Politica del lavoro e non del posto di lavoro. Quando si confondono “diritti” e “doveri”
Data: Sabato, 29 ottobre 2011 ore 19:55:33 CEST
Argomento: Comunicati


I fatti recenti e le nuove  strategie proposte del Governo per rispondere alle richieste della Comunità Europea in questa difficile crisi economica  hanno fatto emergere diverse priorità  che, se male interpretate, producono notevole disagio sociale.
Una riflessione che sovrintende a tutto è la ricerca di una vera politica del lavoro che non vuol dire assicurare il posto di lavoro, anche a coloro che  non contribuiscono alla produttività sociale.
Il teorema Ichino, citato  da Berlusconi , non si alimento di  licenziamenti, ma formula proposte operative per una nuova “grammatica amministrativa del lavoro”
Lavorare benem, lavorare tutti e dimostrare i frutti del lavoro. Oggi in molti settori, specie della pubblica amministrazione, nessuno dei tre aggettivi può ritenersi obiettivo raggiunto.
Garantire il lavoro, “mission” delle organizzazioni sindacali, spesso si scontra con la difesa ad oltranza di lavoratori che non fanno il loro dovere e, mentre si batte per il posto di lavoro,  non  sostiene adeguatamente la tesi del lavoro produttivo.
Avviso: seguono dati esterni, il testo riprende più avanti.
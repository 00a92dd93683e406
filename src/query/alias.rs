//! Scoped alias table of one compiled statement.

use rustc_hash::{FxHashMap, FxHashSet};

use crate::error::{QueryError, Result};
use crate::model::descriptor::is_identifier;
use crate::query::template::ScopeQualifier;

/// Words never handed out as generated aliases.
const RESERVED: &[&str] = &[
    "as", "at", "by", "do", "if", "in", "is", "no", "of", "on", "or", "to", "all", "and", "any",
    "asc", "end", "for", "key", "not", "set", "add", "use", "case", "cast", "desc", "from",
    "full", "into", "join", "left", "like", "null", "only", "over", "then", "true", "when",
    "with", "false", "inner", "limit", "order", "outer", "right", "table", "union", "where",
    "group", "select", "values", "having", "offset", "update", "delete", "insert",
];

/// Returns true for words that cannot serve as aliases.
pub(crate) fn is_reserved(word: &str) -> bool {
    RESERVED.iter().any(|r| r.eq_ignore_ascii_case(word))
}

#[derive(Debug, Default)]
struct ScopeAliases {
    parent: Option<usize>,
    bound: FxHashMap<String, usize>,
}

/// Alias assignments of one statement, one scope per (sub-)statement.
///
/// Generated aliases are unique across the whole statement and never collide
/// with an explicit alias declared anywhere in it. Explicit aliases are unique
/// within their scope and may shadow an enclosing scope.
#[derive(Debug, Default)]
pub struct AliasTable {
    explicit: FxHashSet<String>,
    generated: FxHashSet<String>,
    scopes: Vec<ScopeAliases>,
}

impl AliasTable {
    pub fn new() -> Self {
        Self::default()
    }

    /// Records an explicit alias declared somewhere in the statement so that
    /// generated aliases avoid it.
    pub fn reserve(&mut self, alias: &str) -> Result<()> {
        if !is_identifier(alias) || is_reserved(alias) {
            return Err(QueryError::template(format!(
                "'{alias}' is not a valid alias"
            )));
        }
        self.explicit.insert(alias.to_ascii_lowercase());
        Ok(())
    }

    /// Opens a scope nested in `parent`.
    pub fn push_scope(&mut self, parent: Option<usize>) -> usize {
        self.scopes.push(ScopeAliases {
            parent,
            bound: FxHashMap::default(),
        });
        self.scopes.len() - 1
    }

    pub fn parent(&self, scope: usize) -> Option<usize> {
        self.scopes[scope].parent
    }

    /// Generates a fresh alias for `table`: its initials, suffixed with a
    /// counter when already taken.
    pub fn generate(&mut self, table: &str) -> String {
        let prefix = initials(table);
        let taken = |alias: &str, table: &AliasTable| {
            table.generated.contains(alias) || table.explicit.contains(alias) || is_reserved(alias)
        };
        let mut alias = prefix.clone();
        let mut counter = 1usize;
        while taken(&alias, self) {
            counter += 1;
            alias = format!("{prefix}{counter}");
        }
        self.generated.insert(alias.clone());
        alias
    }

    /// Binds `alias` to `node` in `scope`.
    pub fn bind(&mut self, scope: usize, alias: &str, node: usize) -> Result<()> {
        let bound = &mut self.scopes[scope].bound;
        let key = alias.to_ascii_lowercase();
        if bound.contains_key(&key) {
            return Err(QueryError::template(format!(
                "alias '{alias}' is declared twice in the same scope"
            )));
        }
        bound.insert(key, node);
        Ok(())
    }

    /// Finds the scope and node bound to `alias`, honouring the qualifier.
    pub fn lookup(
        &self,
        scope: usize,
        alias: &str,
        qualifier: ScopeQualifier,
    ) -> Option<(usize, usize)> {
        let key = alias.to_ascii_lowercase();
        let mut current = match qualifier {
            ScopeQualifier::Outer => self.scopes[scope].parent,
            _ => Some(scope),
        };
        while let Some(id) = current {
            if let Some(&node) = self.scopes[id].bound.get(&key) {
                return Some((id, node));
            }
            if qualifier == ScopeQualifier::Inner {
                return None;
            }
            current = self.scopes[id].parent;
        }
        None
    }

    /// True when `alias`, bound in `target`, is hidden from `from` by a scope
    /// nested between them.
    pub fn is_shadowed(&self, from: usize, target: usize, alias: &str) -> bool {
        let key = alias.to_ascii_lowercase();
        let mut current = Some(from);
        while let Some(id) = current {
            if id == target {
                return false;
            }
            if self.scopes[id].bound.contains_key(&key) {
                return true;
            }
            current = self.scopes[id].parent;
        }
        false
    }
}

fn initials(table: &str) -> String {
    let prefix: String = table
        .split('_')
        .filter_map(|part| part.chars().next())
        .filter(char::is_ascii_alphabetic)
        .map(|c| c.to_ascii_lowercase())
        .collect();
    if prefix.is_empty() {
        "t".to_owned()
    } else {
        prefix
    }
}

#[cfg(test)]
mod tests {
    use super::*;

    #[test]
    fn generated_aliases_use_initials_and_counters() {
        let mut aliases = AliasTable::new();
        assert_eq!(aliases.generate("pet"), "p");
        assert_eq!(aliases.generate("pet"), "p2");
        assert_eq!(aliases.generate("pet_type"), "pt");
        assert_eq!(aliases.generate("owner"), "o");
    }

    #[test]
    fn generated_aliases_skip_explicit_and_reserved_words() {
        let mut aliases = AliasTable::new();
        aliases.reserve("v").expect("valid alias");
        assert_eq!(aliases.generate("visit"), "v2");
        assert_eq!(aliases.generate("order_status"), "os");
        assert_eq!(aliases.generate("on_sale"), "os2");
        assert_eq!(aliases.generate("order_row"), "or2");
    }

    #[test]
    fn rejects_invalid_explicit_alias() {
        let mut aliases = AliasTable::new();
        assert_eq!(aliases.reserve("p; --").unwrap_err().code(), "SqlTemplateException");
        assert_eq!(aliases.reserve("where").unwrap_err().code(), "SqlTemplateException");
    }

    #[test]
    fn scopes_shadow_and_qualify() {
        let mut aliases = AliasTable::new();
        let outer = aliases.push_scope(None);
        let inner = aliases.push_scope(Some(outer));
        aliases.bind(outer, "p", 0).expect("bind outer");
        aliases.bind(inner, "p", 7).expect("shadowing is allowed");
        assert_eq!(aliases.lookup(inner, "p", ScopeQualifier::Auto), Some((inner, 7)));
        assert_eq!(aliases.lookup(inner, "p", ScopeQualifier::Outer), Some((outer, 0)));
        assert!(aliases.is_shadowed(inner, outer, "p"));
        assert_eq!(aliases.lookup(inner, "o", ScopeQualifier::Inner), None);
        assert_eq!(
            aliases.bind(inner, "P", 8).unwrap_err().code(),
            "SqlTemplateException"
        );
    }
}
La registrazione della “licenziabilità” per incentivare le assunzioni, una dell misure più controverse della lettera di intenti presentata a Bruxelles,  si scontra contro il principio dell’efficienza e della qualità dei servizi. Certamente non si parla di un licenziamento immotivato, ma è bene che alcuni rami secchi vadano opportunamente tagliati.
Il posto di lavoro, una volta ottenuto, va custodito lavorando, producendo, portando a termine arretrati e lungaggini burocratiche, e  non entrando nel bosco della copertura omertosa della complicità del “tanto lo fanno tutti” o peggio “chi me lo fa fare?”
Certi sprechi sono veramente inaccettabili nell’amministrazione pubblica e certe tipologie di contratti  definiti storici,  di fatto risultano dei  “cappi” che finalizzano il denaro pubblico in maniera inopportuna e per nulla corrispondente all’efficienza dei servizi  oppure  quando vengono stipulate delle convenzioni trentennali con enti e associazioni  che  non apportano un reale beneficio sociale o diventano doppione di altri servizi, che si potrebbero svolgere con minore spesa,  e maggiore efficacia, rilevano il marcio che si perpetua e produce attorno fango e fetore
Anche nel mondo della scuola, dove si confondono spesso  i diritti con doveri ci si imbatte in situazioni di forte contrasto come nel caso di Palermo dove il Preside dell’ITI Volta ha  opportunamente richiamato gli studenti  al dovere della frequenza delle lezioni e all’impegno nello studio , suggerendo che le attività esterne, comprese le manifestazioni di piazza venissero svolte al di fuori dell’orario delle lezioni.  La risposta a tale richiamo di responsabilità si è tramutata in manifestazione di contestazione e articoli di giornale che mettono in luce gli aspetti peggiori della scuola. I giornalisti non riescono a guardare la foresta che cresce, ma si soffermano a guardare e commentare il ramo che cade per terra.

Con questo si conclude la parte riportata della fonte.